### TASK DETAILS
Extract each line from the entries below that has the string "unit" in it.

(Dataset records)
------------------------------

use std::collections::BTreeSet;

use indexmap::IndexMap;

use crate::models::{Product, PurchaseStatus};

/// One desired inventory-list membership, snapshotted from its product.
#[derive(Debug, Clone, PartialEq)]
pub(crate) struct WantedItem {
    pub(crate) name: String,
    pub(crate) category: Option<String>,
    pub(crate) unit: Option<String>,
    pub(crate) needed_quantity: f64,
    pub(crate) user_id: String,
}

/// Desired membership derived from the caller's product slice.
///
/// `needed` preserves product order so create batches are deterministic.
/// `known` holds every product id present in the slice; items whose product
/// is absent from it are left untouched (the caller may legitimately pass a
/// partial set, e.g. just the one product that changed).
#[derive(Debug, Clone, Default, PartialEq)]
pub(crate) struct Wanted {
    pub(crate) needed: IndexMap<String, WantedItem>,
    pub(crate) known: BTreeSet<String>,
}

pub(crate) fn wanted_from_products(products: &[Product]) -> Wanted {
    let mut needed = IndexMap::new();
    let mut known = BTreeSet::new();

    for p in products {
        known.insert(p.id.clone());
        // Soft-deleted products are known-but-never-needed: their membership
        // gets retired like any product that stopped needing shopping.
        if p.is_removed || p.status != PurchaseStatus::NeedShopping {
            continue;
        }
        needed.insert(
            p.id.clone(),
            WantedItem {
                name: p.name.clone(),
                category: p.category.clone(),
                unit: p.unit.clone(),
                needed_quantity: p.needed_quantity,
                user_id: p.user_id.clone(),
            },
        );
    }

    Wanted { needed, known }
}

------------------------------

### ANSWER TO THE PROBLEM
    pub(crate) unit: Option<String>,
                unit: p.unit.clone(),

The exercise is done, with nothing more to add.